BEGIN Material for this exercise
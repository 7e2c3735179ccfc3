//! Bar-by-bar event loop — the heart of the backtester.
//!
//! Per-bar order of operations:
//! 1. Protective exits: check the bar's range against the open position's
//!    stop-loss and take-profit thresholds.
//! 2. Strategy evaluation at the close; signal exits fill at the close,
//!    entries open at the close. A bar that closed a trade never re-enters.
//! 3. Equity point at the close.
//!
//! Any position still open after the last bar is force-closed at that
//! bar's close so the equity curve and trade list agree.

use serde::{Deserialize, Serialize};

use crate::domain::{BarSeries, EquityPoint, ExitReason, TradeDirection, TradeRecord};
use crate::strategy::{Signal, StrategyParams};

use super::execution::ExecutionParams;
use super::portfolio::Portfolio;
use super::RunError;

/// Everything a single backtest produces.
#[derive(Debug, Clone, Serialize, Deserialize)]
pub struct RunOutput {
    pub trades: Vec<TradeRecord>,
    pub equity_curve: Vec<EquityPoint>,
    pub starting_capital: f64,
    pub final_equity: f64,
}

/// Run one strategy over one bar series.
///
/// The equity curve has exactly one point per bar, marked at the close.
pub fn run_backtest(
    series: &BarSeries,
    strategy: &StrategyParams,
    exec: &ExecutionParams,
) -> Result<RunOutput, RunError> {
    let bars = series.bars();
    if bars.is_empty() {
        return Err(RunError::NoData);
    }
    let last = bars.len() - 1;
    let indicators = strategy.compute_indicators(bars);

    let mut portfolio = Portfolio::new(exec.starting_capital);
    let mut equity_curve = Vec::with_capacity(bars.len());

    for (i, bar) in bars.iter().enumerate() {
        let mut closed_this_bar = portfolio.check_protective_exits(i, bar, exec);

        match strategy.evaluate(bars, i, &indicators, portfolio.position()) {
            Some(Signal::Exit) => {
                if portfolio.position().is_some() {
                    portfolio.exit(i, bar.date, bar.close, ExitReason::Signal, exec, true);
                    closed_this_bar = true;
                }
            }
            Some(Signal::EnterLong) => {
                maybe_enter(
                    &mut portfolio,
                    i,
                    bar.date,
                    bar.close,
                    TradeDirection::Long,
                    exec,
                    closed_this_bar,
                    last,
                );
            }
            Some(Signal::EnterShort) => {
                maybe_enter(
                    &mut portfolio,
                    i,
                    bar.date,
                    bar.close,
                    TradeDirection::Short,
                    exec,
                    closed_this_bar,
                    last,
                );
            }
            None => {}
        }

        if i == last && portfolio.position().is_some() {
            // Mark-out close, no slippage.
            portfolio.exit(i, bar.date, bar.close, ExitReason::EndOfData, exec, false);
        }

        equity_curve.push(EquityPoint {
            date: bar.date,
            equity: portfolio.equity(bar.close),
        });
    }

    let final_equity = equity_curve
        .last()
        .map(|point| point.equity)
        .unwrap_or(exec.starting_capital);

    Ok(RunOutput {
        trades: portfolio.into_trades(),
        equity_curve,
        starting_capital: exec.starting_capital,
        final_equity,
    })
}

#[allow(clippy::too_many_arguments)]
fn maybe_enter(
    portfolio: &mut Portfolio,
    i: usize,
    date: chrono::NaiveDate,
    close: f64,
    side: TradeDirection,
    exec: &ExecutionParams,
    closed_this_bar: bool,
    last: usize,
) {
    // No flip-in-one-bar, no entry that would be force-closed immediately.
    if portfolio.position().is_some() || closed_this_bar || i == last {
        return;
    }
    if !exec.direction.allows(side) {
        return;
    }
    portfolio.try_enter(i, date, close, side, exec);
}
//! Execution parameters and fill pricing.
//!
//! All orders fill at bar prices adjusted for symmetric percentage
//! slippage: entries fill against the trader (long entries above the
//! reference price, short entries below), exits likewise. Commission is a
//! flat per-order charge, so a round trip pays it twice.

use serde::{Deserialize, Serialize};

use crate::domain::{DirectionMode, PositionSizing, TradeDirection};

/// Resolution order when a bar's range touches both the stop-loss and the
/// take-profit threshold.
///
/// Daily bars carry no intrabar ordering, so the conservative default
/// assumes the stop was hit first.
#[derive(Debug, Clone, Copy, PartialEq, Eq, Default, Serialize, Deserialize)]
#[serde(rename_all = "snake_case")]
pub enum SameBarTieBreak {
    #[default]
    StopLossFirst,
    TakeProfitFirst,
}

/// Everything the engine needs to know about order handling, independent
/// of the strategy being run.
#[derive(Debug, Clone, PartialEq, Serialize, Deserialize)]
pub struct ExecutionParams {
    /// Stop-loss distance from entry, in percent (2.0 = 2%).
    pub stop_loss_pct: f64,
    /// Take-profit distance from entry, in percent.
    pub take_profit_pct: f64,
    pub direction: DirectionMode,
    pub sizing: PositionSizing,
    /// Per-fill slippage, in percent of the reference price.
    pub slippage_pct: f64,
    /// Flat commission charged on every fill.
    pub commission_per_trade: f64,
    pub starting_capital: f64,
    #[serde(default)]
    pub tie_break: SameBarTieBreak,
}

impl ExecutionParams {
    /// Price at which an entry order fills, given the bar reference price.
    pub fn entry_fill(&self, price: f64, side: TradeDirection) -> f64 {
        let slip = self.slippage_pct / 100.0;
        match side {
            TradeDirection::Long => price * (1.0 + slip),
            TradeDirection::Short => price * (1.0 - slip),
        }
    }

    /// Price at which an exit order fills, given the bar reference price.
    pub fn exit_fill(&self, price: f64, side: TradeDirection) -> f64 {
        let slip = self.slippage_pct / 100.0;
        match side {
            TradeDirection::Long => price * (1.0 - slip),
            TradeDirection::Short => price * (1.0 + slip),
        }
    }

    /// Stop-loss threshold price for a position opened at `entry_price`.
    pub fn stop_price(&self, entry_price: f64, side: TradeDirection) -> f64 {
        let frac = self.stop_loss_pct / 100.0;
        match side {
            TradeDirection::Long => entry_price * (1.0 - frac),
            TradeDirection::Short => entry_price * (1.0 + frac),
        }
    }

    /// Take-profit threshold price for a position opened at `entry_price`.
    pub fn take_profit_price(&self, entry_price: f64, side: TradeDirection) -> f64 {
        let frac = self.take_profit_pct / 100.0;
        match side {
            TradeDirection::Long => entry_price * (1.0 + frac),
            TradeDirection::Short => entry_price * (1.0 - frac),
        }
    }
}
END Material for this exercise
→ **Your task**: Wherever a line of the data above contains "distance", copy that line.

→ **Answer space**:
    /// Stop-loss distance from entry, in percent (2.0 = 2%).
    /// Take-profit distance from entry, in percent.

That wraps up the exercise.